I'm up for any option, but let's just agree on how to proceed.

Thanks.
> 
>> ---
>> v5 -> v6:
>> * add comment about dropping S64_MAX manipulation in jitted
>>    implementation of rdtsc_oredered (Alexey)
>> * add comment about using 'lfence;rdtsc' variant (Alexey)
>> * change the check in fixup_kfunc_call() (Eduard)
>> * make __arch_get_hw_counter() call more aligned with vDSO
>>    implementation (Yonghong)
>> v4 -> v5:
>> * use if instead of ifdef with IS_ENABLED
>> v3 -> v4:
>> * change name of the helper to bpf_get_cpu_cycles (Andrii)
>> * Hide the helper behind CONFIG_GENERIC_GETTIMEOFDAY to avoid exposing
>>    it on architectures which do not have vDSO functions and data
>> * reduce the scope of check of inlined functions in verifier to only 2,
>>    which are actually inlined.
>> v2 -> v3:
>> * change name of the helper to bpf_get_cpu_cycles_counter to explicitly
>>    mention what counter it provides (Andrii)
>> * move kfunc definition to bpf.h to use it in JIT.
>> * introduce another kfunc to convert cycles into nanoseconds as more
>>    meaningful time units for generic tracing use case (Andrii)
>> v1 -> v2:
>> * Fix incorrect function return value type to u64
>> * Introduce bpf_jit_inlines_kfunc_call() and use it in
>>    mark_fastcall_pattern_for_call() to avoid clobbering in case of
>>    running programs with no JIT (Eduard)

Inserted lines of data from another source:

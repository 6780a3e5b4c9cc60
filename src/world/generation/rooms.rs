//! Room placer
//!
//! Carves one rectangular room into every partition leaf that is large
//! enough, centered on the leaf so corridors between cell centers hit it.

use rand::rngs::StdRng;
use rand::Rng;

use super::bsp::CellNode;
use crate::world::geom::IntRect;

/// Place rooms in the leaves of `root`, returning the room registry in
/// pre-order leaf order. The index into the returned list is the room id.
pub fn insert_rooms(rng: &mut StdRng, root: &mut CellNode, min_room_size: i32, room_pad: i32) -> Vec<IntRect> {
    let mut rooms = Vec::new();
    let mut skipped = 0;

    root.walk_mut(&mut |node| {
        if !node.is_leaf() {
            return;
        }
        match place_room(rng, node, min_room_size, room_pad) {
            Some(room) => {
                node.room = Some(room);
                rooms.push(room);
            }
            None => skipped += 1,
        }
    });

    log::debug!("Placed {} rooms ({} leaves too small)", rooms.len(), skipped);
    rooms
}

/// Roll a room for one leaf, `None` if the cell interior is too small
fn place_room(rng: &mut StdRng, cell: &CellNode, min_room_size: i32, room_pad: i32) -> Option<IntRect> {
    let max_width = cell.width - 2 * room_pad;
    let max_height = cell.height - 2 * room_pad;
    if max_width < min_room_size || max_height < min_room_size {
        return None;
    }

    let width = roll_size(rng, min_room_size, max_width);
    let height = roll_size(rng, min_room_size, max_height);

    // Grow from the cell center so corridors reliably reach the room
    let center = cell.center();
    Some(IntRect::new(center.x - width / 2, center.y - height / 2, width, height))
}

/// Uniform in `[min, max)`, or exactly `min` when the range is empty
fn roll_size(rng: &mut StdRng, min: i32, max: i32) -> i32 {
    if max > min {
        min + rng.gen_range(0..max - min)
    } else {
        min
    }
}
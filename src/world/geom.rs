//! Integer geometry
//!
//! Points and axis-aligned rectangles on the tile grid.

use serde::{Deserialize, Serialize};

/// A tile coordinate
#[derive(Debug, Clone, Copy, PartialEq, Eq, Hash, PartialOrd, Ord, Serialize, Deserialize)]
pub struct IntPoint {
    pub x: i32,
    pub y: i32,
}

impl IntPoint {
    pub fn new(x: i32, y: i32) -> Self {
        Self { x, y }
    }
}

/// An axis-aligned rectangle, `width` x `height` tiles starting at `(x, y)`
#[derive(Debug, Clone, Copy, PartialEq, Eq, Hash, Serialize, Deserialize)]
pub struct IntRect {
    pub x: i32,
    pub y: i32,
    pub width: i32,
    pub height: i32,
}

impl IntRect {
    pub fn new(x: i32, y: i32, width: i32, height: i32) -> Self {
        Self { x, y, width, height }
    }

    /// One past the rightmost column
    pub fn right(&self) -> i32 {
        self.x + self.width
    }

    /// One past the bottom row
    pub fn bottom(&self) -> i32 {
        self.y + self.height
    }

    /// Midpoint, rounded towards the top-left
    pub fn center(&self) -> IntPoint {
        IntPoint::new(self.x + self.width / 2, self.y + self.height / 2)
    }

    pub fn contains(&self, p: IntPoint) -> bool {
        p.x >= self.x && p.x < self.right() && p.y >= self.y && p.y < self.bottom()
    }

    /// True if `p` lies inside the rectangle and not on its outer ring
    pub fn contains_strictly(&self, p: IntPoint) -> bool {
        p.x > self.x && p.x < self.right() - 1 && p.y > self.y && p.y < self.bottom() - 1
    }

    pub fn intersects(&self, other: &IntRect) -> bool {
        self.x < other.right()
            && other.x < self.right()
            && self.y < other.bottom()
            && other.y < self.bottom()
    }

    /// Every covered tile, row by row
    pub fn points(&self) -> impl Iterator<Item = IntPoint> + '_ {
        (self.y..self.bottom()).flat_map(move |y| (self.x..self.right()).map(move |x| IntPoint::new(x, y)))
    }
}

#[cfg(test)]
mod tests {
    use super::*;

    #[test]
    fn test_contains() {
        let r = IntRect::new(2, 3, 4, 5);
        assert!(r.contains(IntPoint::new(2, 3)));
        assert!(r.contains(IntPoint::new(5, 7)));
        assert!(!r.contains(IntPoint::new(6, 7))); // right edge is exclusive
        assert!(!r.contains(IntPoint::new(1, 3)));
    }

    #[test]
    fn test_contains_strictly() {
        let r = IntRect::new(0, 0, 5, 5);
        assert!(r.contains_strictly(IntPoint::new(1, 1)));
        assert!(r.contains_strictly(IntPoint::new(3, 3)));
        assert!(!r.contains_strictly(IntPoint::new(0, 2)));
        assert!(!r.contains_strictly(IntPoint::new(4, 2)));
    }

    #[test]
    fn test_intersects() {
        let a = IntRect::new(0, 0, 10, 10);
        assert!(a.intersects(&IntRect::new(9, 9, 3, 3)));
        assert!(!a.intersects(&IntRect::new(10, 0, 3, 3))); // touching only
    }

    #[test]
    fn test_center_and_points() {
        let r = IntRect::new(10, 20, 5, 4);
        assert_eq!(r.center(), IntPoint::new(12, 22));
        assert_eq!(r.points().count(), 20);
        assert_eq!(r.points().next(), Some(IntPoint::new(10, 20)));
    }
}
//! World module
//!
//! Contains the tile grid, tile kinds, geometry and procedural generation.

pub mod geom;
pub mod map;
pub mod tile;
pub mod generation;

pub use geom::{IntPoint, IntRect};
pub use map::TileGrid;
pub use tile::TileKind;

>> * Avoid rewriting instruction and check function pointer directly
>>    in JIT (Alexei)
>> * Change includes to fix compile issues on non x86 architectures
>> ---
>>   arch/x86/net/bpf_jit_comp.c   | 39 +++++++++++++++++++++++++++++++++
>>   arch/x86/net/bpf_jit_comp32.c | 14 ++++++++++++
>>   include/linux/bpf.h           |  5 +++++
>>   include/linux/filter.h        |  1 +
>>   kernel/bpf/core.c             | 11 ++++++++++
>>   kernel/bpf/helpers.c          | 21 ++++++++++++++++++
>>   kernel/bpf/verifier.c         | 41 ++++++++++++++++++++++++++++++-----
>>   7 files changed, 126 insertions(+), 6 deletions(-)
>>
>> diff --git a/arch/x86/net/bpf_jit_comp.c b/arch/x86/net/bpf_jit_comp.c
>> index a43fc5af973d..107bd921f104 100644
>> --- a/arch/x86/net/bpf_jit_comp.c
>> +++ b/arch/x86/net/bpf_jit_comp.c
>> @@ -2185,6 +2185,37 @@ st:            if (is_imm8(insn->off))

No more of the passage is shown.